Work item
For the material below, output exactly the span from the line with "if let Some(parent)" to the line with "for entry in", including both, and nothing besides.

Task inputs
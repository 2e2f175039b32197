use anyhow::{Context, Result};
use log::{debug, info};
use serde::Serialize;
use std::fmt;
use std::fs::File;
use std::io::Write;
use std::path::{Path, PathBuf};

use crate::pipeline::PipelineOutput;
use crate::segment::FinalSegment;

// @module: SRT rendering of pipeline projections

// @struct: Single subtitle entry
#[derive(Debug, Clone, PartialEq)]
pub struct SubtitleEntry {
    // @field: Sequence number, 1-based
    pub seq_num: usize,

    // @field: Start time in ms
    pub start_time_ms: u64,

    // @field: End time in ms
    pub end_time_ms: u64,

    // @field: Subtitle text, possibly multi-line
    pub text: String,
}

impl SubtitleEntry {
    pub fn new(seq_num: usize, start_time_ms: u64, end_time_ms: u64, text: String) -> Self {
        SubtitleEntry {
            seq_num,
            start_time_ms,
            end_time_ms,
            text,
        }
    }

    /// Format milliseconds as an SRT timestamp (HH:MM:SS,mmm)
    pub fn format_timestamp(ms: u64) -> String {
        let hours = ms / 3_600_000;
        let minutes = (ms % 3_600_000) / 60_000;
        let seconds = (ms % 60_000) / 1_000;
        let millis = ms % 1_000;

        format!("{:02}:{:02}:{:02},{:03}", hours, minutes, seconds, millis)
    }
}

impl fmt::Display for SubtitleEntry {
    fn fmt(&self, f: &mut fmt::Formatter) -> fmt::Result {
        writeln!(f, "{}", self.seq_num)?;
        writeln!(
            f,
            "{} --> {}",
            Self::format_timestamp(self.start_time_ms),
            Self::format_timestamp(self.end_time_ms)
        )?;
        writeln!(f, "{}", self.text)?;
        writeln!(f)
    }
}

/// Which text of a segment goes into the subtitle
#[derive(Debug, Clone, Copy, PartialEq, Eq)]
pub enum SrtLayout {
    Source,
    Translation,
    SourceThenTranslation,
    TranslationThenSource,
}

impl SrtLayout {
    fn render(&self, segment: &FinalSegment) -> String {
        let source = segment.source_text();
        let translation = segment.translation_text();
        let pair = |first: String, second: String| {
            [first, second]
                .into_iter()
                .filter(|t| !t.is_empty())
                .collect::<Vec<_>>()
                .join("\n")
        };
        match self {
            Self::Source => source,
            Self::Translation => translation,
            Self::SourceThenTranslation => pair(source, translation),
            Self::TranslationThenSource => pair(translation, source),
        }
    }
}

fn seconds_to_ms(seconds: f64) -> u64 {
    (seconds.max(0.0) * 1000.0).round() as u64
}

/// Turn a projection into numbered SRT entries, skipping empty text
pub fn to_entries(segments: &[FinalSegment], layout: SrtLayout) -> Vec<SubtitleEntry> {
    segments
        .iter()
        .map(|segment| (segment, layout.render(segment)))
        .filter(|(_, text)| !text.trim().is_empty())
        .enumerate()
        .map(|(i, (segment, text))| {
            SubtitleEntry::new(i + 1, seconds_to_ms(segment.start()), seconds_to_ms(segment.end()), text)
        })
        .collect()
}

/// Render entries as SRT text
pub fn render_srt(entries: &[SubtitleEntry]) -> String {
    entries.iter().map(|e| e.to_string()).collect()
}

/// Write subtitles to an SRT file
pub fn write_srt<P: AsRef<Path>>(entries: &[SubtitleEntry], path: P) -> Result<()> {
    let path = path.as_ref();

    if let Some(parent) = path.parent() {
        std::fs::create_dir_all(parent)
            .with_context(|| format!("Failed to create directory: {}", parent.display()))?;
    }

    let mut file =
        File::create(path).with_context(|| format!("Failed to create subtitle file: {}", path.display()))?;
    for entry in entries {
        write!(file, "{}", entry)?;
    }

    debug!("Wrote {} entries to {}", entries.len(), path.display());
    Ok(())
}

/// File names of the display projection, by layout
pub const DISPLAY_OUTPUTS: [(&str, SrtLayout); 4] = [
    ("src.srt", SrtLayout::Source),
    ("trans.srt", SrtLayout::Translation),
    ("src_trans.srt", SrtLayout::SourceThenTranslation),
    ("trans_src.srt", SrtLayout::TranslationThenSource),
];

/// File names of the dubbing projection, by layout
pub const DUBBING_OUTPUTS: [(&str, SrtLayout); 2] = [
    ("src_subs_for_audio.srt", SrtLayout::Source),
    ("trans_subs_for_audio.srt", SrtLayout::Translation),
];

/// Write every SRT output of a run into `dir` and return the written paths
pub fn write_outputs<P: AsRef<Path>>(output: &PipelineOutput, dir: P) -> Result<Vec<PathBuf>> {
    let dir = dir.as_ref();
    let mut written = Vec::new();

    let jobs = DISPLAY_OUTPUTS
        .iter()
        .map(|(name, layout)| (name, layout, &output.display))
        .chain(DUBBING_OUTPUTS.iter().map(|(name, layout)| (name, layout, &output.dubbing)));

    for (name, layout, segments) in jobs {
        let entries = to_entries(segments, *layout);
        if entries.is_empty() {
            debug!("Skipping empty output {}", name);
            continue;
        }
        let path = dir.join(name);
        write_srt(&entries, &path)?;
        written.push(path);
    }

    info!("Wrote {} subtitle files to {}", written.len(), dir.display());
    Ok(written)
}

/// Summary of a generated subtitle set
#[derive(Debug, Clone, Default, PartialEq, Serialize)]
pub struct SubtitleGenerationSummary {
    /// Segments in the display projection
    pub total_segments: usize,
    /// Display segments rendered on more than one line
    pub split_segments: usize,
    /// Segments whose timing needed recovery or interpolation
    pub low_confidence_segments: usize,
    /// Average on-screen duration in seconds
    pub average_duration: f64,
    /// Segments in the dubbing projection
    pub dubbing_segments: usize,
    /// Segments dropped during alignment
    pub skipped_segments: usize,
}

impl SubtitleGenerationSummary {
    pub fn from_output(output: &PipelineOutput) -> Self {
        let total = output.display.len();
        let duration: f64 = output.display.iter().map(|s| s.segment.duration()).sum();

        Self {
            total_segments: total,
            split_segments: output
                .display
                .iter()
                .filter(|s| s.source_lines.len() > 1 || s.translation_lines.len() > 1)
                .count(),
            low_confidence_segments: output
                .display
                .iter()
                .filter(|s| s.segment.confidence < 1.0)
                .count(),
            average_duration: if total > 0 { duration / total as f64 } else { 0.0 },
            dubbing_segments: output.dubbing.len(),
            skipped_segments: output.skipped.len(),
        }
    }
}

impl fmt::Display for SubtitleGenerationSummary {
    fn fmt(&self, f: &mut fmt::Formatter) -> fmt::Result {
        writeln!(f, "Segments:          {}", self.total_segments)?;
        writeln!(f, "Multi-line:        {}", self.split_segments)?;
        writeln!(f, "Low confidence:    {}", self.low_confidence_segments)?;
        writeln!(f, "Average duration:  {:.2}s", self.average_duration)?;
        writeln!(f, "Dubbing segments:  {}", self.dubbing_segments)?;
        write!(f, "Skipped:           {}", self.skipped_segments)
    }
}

* * *

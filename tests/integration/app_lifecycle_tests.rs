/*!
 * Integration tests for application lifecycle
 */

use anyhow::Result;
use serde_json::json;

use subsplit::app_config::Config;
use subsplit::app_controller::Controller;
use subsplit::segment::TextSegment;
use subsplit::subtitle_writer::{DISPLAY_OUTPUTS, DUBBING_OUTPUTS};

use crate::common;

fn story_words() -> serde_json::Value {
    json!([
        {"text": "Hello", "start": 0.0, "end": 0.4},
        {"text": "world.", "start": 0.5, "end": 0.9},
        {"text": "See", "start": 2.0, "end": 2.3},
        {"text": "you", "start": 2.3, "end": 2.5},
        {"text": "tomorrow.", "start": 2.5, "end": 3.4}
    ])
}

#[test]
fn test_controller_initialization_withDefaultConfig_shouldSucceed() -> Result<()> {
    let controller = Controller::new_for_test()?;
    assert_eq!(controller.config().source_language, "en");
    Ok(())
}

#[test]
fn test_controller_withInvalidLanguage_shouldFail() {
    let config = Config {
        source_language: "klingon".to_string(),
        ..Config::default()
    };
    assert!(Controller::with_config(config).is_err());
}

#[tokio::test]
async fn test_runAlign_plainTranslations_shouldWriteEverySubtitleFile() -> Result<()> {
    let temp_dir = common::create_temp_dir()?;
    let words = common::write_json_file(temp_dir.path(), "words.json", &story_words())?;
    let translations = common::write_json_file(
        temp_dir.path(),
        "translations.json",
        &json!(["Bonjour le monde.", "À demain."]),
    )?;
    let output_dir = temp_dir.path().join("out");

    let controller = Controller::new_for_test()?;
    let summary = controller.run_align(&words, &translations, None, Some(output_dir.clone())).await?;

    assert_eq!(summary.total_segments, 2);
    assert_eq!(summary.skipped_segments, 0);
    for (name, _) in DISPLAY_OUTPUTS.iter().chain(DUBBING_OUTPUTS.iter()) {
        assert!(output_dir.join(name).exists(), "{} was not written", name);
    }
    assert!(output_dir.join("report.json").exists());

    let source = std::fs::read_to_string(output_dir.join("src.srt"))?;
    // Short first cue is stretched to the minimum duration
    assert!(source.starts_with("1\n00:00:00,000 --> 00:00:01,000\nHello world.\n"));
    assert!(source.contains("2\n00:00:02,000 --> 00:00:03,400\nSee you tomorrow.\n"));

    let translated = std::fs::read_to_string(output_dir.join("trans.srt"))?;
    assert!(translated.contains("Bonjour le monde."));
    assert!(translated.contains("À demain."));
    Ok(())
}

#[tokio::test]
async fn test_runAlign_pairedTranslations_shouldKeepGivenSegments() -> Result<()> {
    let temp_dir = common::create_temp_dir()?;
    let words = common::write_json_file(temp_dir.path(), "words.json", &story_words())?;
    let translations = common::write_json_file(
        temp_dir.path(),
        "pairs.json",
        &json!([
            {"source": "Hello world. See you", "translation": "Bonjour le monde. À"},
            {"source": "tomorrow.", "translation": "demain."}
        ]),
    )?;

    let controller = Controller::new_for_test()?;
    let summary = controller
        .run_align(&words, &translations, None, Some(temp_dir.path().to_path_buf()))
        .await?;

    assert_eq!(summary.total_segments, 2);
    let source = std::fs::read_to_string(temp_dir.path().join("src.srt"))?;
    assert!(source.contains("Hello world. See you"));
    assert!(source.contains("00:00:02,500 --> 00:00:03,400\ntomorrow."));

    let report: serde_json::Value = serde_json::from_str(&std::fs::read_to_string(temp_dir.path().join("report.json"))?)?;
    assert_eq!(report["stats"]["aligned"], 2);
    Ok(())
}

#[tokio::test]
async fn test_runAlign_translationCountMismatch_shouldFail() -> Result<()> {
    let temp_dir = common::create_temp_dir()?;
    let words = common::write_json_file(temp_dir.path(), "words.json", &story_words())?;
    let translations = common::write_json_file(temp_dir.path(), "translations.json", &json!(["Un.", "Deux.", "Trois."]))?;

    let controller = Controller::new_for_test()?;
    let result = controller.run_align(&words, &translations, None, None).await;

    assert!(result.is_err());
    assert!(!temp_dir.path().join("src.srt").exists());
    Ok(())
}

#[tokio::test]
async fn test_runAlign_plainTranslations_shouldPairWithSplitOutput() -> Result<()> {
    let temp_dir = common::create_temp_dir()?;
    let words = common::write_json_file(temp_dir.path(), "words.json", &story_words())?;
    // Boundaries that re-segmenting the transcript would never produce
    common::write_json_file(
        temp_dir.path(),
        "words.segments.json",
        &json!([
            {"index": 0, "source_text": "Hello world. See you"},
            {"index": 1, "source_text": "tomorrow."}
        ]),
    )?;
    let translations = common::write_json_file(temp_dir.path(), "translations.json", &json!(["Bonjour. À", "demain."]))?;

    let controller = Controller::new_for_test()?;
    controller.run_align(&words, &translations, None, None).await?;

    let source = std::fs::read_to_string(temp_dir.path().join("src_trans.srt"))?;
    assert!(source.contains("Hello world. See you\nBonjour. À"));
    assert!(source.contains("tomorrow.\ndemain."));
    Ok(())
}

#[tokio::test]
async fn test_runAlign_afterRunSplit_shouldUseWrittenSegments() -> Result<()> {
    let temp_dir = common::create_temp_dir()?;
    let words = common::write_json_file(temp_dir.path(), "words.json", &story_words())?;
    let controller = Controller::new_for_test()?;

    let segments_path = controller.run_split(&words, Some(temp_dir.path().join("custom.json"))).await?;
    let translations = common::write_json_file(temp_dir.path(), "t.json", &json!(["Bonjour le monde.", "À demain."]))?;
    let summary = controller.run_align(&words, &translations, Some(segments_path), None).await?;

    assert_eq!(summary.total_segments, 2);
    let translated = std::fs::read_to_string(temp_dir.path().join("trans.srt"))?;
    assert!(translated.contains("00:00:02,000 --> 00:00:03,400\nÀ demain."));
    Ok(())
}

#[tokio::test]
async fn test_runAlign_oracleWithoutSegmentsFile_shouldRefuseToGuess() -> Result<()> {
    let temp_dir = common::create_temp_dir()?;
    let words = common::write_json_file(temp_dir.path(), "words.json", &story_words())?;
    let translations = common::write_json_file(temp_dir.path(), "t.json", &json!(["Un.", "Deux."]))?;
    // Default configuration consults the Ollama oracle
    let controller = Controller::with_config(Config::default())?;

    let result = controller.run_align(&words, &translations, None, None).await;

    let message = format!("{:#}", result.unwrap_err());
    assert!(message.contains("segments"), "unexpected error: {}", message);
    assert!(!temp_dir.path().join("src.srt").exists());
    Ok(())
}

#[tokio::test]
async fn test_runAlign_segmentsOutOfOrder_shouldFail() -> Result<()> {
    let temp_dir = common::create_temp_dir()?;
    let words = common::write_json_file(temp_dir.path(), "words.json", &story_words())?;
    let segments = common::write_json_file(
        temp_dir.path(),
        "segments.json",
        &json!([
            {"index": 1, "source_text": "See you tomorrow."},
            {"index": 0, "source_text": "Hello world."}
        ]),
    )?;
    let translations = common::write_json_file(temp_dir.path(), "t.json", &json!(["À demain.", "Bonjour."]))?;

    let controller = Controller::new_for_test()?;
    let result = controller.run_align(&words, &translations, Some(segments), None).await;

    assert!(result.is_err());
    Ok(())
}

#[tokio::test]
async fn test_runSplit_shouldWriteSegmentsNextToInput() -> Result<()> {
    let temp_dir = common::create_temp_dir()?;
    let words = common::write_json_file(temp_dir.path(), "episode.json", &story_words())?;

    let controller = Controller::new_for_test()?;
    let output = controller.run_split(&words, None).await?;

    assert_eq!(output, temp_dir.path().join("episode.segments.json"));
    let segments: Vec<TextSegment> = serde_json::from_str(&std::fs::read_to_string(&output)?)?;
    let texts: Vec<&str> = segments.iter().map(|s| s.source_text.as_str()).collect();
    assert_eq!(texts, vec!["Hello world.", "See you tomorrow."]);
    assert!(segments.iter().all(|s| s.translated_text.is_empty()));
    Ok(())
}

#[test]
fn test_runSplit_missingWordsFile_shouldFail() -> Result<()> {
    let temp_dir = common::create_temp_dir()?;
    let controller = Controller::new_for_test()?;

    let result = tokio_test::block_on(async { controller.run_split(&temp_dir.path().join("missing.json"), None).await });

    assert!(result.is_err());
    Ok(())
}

...

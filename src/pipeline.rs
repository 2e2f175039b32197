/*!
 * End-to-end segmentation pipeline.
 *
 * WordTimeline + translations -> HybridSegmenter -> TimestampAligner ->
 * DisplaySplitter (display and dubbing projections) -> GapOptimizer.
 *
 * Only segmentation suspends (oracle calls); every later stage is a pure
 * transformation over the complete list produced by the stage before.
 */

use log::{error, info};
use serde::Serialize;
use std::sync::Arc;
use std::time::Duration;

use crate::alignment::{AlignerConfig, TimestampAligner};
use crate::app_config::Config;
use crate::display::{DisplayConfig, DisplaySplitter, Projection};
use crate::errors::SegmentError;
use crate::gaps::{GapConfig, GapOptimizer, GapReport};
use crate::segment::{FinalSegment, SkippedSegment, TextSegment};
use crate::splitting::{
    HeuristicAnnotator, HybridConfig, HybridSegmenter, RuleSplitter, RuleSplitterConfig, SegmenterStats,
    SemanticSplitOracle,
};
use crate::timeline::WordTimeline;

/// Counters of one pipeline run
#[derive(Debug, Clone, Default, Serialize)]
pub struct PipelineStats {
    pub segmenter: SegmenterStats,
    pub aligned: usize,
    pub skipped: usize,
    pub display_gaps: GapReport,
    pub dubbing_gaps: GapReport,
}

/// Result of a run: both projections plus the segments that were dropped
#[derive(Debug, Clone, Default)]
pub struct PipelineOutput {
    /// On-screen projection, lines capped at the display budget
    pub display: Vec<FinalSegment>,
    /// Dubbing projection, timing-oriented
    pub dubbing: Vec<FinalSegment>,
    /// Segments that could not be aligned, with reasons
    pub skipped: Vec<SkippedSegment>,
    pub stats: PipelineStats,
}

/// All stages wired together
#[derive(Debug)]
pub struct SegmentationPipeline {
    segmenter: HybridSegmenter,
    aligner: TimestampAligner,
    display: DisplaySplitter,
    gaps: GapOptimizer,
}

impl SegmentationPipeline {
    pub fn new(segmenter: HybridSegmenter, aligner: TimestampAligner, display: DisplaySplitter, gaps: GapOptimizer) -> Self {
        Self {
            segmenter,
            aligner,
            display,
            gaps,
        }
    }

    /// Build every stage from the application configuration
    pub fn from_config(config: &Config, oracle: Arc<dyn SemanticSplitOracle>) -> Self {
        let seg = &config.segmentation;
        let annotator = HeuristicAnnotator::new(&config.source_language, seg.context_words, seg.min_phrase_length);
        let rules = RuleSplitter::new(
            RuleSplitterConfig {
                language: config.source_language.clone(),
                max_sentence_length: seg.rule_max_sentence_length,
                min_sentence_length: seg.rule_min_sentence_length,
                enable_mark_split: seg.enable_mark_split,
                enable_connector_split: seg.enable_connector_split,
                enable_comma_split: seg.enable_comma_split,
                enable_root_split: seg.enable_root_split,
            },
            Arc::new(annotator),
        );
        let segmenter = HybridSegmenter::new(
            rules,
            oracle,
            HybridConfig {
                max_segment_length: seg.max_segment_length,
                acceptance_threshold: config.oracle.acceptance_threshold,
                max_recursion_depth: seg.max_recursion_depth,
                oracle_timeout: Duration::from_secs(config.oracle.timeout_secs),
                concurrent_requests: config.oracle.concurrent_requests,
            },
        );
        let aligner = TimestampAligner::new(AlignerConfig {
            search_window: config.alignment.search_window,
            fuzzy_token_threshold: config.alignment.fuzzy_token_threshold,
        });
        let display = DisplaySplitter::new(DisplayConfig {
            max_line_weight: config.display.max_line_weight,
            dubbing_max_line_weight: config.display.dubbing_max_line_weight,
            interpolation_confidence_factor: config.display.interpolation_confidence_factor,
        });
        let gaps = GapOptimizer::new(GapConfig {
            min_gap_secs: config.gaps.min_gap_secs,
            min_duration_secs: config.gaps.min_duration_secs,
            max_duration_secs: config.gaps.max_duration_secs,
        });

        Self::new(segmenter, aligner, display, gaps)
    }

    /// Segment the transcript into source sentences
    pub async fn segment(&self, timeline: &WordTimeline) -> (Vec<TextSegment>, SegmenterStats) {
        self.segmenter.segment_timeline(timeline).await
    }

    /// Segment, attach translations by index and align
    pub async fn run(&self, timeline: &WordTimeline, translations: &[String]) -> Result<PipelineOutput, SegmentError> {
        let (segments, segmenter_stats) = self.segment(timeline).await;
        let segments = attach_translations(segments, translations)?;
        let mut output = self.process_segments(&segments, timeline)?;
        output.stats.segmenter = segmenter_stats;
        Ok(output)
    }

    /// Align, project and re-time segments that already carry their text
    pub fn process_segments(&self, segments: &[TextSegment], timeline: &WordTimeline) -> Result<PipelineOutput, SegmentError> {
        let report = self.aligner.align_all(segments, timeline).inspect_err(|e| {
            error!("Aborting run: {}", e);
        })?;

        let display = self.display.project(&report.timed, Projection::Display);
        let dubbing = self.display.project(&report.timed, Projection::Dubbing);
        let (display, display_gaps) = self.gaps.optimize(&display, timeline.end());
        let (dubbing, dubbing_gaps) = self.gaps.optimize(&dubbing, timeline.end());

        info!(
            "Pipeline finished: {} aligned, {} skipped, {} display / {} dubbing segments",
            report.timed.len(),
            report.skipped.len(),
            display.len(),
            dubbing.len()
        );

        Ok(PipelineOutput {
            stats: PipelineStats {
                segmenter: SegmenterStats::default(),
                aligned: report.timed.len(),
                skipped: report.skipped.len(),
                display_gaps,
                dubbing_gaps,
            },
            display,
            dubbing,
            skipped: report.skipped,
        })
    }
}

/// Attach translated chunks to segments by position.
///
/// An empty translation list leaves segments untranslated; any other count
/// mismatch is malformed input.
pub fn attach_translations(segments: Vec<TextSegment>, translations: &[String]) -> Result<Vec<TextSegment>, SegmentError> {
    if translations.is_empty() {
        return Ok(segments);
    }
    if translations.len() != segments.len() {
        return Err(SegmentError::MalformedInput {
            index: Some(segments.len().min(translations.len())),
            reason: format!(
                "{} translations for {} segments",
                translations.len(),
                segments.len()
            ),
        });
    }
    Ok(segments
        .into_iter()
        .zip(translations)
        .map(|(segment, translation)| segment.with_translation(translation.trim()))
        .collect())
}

Result
    if let Some(parent) = path.parent() {
        std::fs::create_dir_all(parent)
            .with_context(|| format!("Failed to create directory: {}", parent.display()))?;
    }

    let mut file =
        File::create(path).with_context(|| format!("Failed to create subtitle file: {}", path.display()))?;
    for entry in entries {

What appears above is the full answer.